Work item —
If a line in the records below contains the word "names", copy it out.

[Start of section]

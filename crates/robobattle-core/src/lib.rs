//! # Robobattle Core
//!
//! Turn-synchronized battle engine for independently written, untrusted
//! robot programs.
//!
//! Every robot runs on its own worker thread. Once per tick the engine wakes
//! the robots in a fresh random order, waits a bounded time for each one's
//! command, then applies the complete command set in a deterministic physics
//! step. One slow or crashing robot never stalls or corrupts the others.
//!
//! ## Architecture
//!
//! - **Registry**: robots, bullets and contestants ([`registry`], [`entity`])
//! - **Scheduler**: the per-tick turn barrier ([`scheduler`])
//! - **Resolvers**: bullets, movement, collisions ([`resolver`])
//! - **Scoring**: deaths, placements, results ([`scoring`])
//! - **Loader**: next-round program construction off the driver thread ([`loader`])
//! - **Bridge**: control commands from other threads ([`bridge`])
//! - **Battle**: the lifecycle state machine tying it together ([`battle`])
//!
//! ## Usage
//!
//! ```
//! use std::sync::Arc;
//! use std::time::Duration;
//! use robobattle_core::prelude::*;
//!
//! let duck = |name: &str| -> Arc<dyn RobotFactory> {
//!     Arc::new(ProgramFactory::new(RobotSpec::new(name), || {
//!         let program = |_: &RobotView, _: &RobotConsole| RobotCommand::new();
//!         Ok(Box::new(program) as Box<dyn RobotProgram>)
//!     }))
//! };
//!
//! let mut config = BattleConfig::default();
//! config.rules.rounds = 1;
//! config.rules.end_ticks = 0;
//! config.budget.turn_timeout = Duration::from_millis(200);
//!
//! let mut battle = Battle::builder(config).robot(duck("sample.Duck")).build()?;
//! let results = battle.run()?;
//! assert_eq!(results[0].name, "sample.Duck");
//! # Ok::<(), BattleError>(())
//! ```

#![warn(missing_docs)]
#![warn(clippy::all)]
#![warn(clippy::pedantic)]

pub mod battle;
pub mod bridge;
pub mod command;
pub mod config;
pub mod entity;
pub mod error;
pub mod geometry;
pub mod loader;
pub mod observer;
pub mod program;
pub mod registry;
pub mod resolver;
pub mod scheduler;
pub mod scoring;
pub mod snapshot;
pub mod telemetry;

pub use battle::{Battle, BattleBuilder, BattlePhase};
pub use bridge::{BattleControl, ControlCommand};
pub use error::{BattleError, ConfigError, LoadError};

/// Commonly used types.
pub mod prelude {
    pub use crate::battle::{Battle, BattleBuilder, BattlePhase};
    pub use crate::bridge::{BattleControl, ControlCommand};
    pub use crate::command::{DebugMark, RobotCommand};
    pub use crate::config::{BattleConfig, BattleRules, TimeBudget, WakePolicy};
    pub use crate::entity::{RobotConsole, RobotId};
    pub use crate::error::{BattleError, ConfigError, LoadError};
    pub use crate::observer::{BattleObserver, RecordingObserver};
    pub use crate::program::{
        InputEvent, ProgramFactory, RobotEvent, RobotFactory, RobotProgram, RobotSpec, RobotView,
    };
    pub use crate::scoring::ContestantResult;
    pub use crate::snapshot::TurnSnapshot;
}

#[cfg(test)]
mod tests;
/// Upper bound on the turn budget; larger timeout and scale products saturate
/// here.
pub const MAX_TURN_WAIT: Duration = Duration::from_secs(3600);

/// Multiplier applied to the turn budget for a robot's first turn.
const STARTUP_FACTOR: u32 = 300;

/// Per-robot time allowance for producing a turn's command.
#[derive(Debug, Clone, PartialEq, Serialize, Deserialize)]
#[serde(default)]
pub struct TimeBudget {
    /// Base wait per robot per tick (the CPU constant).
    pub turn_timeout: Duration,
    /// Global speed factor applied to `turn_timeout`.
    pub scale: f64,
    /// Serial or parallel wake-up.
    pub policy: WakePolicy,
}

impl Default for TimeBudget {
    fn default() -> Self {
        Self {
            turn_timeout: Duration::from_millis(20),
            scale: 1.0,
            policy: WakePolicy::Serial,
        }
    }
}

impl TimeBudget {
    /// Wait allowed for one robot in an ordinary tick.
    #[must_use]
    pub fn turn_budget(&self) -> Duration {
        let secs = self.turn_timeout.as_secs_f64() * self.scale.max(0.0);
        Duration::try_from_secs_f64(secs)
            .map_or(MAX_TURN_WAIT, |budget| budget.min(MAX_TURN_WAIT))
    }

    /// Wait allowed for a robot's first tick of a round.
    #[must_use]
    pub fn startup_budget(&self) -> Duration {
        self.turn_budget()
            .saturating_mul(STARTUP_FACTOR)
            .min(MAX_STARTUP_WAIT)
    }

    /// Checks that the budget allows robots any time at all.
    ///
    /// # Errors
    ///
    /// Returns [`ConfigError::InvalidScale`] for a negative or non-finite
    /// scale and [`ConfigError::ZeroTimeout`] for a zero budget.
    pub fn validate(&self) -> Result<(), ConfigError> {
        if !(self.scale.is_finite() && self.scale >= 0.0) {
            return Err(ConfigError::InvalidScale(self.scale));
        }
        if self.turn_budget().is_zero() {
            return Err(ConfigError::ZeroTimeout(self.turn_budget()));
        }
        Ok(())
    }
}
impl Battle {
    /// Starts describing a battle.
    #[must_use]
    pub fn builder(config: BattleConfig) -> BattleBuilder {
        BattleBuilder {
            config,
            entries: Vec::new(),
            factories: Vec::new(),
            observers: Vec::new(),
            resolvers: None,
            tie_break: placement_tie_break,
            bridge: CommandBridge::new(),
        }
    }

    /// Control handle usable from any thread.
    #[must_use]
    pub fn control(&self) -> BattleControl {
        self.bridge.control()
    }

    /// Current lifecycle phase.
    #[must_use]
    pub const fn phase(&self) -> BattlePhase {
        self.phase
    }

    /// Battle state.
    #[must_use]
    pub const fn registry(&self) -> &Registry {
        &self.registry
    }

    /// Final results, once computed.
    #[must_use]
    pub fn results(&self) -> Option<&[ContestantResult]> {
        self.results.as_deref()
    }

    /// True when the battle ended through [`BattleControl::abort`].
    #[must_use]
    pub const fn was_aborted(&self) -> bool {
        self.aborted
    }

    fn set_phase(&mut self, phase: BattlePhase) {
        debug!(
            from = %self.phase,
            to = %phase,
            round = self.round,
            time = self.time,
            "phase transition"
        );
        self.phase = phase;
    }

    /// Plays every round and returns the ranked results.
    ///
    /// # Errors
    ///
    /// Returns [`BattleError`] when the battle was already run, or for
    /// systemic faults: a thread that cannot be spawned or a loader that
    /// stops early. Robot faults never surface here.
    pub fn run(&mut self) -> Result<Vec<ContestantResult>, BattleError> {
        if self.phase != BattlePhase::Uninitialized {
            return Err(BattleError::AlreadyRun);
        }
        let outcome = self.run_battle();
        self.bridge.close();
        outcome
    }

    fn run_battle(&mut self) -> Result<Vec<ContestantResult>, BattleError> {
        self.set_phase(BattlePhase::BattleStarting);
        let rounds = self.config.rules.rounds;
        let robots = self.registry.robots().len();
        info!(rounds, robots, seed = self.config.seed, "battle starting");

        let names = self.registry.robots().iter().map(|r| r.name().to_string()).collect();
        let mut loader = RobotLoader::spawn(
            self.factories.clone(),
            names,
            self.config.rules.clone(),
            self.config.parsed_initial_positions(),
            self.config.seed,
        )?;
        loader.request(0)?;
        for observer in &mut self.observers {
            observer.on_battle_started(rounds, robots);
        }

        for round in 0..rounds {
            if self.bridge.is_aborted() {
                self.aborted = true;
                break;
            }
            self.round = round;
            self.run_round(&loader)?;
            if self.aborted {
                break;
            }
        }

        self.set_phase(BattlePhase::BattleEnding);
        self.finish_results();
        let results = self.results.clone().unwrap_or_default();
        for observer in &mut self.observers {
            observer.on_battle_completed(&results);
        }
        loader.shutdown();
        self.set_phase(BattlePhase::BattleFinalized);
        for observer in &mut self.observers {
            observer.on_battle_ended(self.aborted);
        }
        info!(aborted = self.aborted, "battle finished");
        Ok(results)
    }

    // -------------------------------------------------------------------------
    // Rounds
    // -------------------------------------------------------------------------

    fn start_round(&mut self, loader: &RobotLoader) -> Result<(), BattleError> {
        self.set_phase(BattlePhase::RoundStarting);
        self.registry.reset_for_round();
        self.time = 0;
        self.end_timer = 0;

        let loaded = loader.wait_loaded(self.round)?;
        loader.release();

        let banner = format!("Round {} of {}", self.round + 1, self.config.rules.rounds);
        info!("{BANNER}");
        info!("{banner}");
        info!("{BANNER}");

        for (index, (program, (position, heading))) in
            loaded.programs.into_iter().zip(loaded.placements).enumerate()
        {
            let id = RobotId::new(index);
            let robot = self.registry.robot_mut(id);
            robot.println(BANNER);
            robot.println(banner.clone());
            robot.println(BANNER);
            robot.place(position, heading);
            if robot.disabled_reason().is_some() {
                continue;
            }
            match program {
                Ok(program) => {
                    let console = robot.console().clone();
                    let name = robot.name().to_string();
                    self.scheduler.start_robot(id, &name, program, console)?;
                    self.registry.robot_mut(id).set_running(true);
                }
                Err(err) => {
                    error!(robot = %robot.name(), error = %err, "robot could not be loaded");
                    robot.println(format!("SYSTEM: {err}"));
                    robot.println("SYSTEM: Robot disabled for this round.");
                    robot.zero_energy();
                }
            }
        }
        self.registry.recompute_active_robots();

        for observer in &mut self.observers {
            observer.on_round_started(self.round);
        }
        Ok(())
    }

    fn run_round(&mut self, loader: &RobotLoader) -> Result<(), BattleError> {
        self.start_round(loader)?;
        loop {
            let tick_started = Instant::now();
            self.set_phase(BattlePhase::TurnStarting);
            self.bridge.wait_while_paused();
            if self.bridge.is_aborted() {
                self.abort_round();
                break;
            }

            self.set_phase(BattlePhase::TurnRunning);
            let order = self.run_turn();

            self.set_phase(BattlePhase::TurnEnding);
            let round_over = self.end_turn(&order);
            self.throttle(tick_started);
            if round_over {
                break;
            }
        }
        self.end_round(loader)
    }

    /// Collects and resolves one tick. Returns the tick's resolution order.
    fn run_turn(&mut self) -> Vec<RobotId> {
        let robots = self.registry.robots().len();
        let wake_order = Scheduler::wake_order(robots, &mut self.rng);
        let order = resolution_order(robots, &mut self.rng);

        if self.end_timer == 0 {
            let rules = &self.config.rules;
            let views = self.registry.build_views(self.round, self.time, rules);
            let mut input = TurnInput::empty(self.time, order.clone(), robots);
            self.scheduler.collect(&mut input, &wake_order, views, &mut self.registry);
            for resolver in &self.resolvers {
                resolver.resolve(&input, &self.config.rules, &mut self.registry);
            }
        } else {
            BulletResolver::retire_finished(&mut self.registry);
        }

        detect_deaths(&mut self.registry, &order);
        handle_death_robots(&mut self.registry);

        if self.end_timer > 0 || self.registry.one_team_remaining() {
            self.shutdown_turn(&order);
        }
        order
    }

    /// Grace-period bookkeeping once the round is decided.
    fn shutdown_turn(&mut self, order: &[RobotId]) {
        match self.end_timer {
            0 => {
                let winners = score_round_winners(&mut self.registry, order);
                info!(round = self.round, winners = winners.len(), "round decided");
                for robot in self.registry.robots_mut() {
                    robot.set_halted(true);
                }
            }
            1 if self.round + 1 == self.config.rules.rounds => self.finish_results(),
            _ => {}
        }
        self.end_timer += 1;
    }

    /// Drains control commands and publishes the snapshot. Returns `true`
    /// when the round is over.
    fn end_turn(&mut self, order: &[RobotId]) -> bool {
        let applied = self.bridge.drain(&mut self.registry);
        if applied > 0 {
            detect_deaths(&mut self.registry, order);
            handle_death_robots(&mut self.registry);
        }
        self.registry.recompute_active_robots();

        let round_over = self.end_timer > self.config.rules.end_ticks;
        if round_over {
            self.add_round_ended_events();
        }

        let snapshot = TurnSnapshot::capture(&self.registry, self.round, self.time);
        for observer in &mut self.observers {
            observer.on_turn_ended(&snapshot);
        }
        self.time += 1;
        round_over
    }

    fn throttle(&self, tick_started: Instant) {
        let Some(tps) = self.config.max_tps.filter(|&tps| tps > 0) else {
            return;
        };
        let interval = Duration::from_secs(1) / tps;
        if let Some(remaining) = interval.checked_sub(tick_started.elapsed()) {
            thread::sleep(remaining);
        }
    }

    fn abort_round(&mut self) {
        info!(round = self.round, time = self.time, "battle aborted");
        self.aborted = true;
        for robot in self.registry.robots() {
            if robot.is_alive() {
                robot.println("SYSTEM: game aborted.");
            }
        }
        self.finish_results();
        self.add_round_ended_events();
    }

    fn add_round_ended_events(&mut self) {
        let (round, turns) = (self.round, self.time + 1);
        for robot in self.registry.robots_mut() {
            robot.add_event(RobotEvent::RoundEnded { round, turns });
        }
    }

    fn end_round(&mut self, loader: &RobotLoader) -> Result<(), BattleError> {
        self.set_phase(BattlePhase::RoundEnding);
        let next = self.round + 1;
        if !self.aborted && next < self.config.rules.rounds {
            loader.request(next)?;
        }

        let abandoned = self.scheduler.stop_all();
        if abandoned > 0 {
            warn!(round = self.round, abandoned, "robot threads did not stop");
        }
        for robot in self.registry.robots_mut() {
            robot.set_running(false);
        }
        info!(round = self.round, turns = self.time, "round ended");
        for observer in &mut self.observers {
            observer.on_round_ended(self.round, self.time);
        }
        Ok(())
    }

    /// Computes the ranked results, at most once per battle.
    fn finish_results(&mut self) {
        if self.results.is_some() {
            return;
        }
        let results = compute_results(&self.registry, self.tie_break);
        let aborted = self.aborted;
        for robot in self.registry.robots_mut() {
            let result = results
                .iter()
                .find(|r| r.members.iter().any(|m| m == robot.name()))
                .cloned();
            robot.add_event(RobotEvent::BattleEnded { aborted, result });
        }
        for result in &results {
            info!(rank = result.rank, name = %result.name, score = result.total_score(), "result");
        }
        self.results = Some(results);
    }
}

[End of section]

The completed task —
        let names = self.registry.robots().iter().map(|r| r.name().to_string()).collect();
            names,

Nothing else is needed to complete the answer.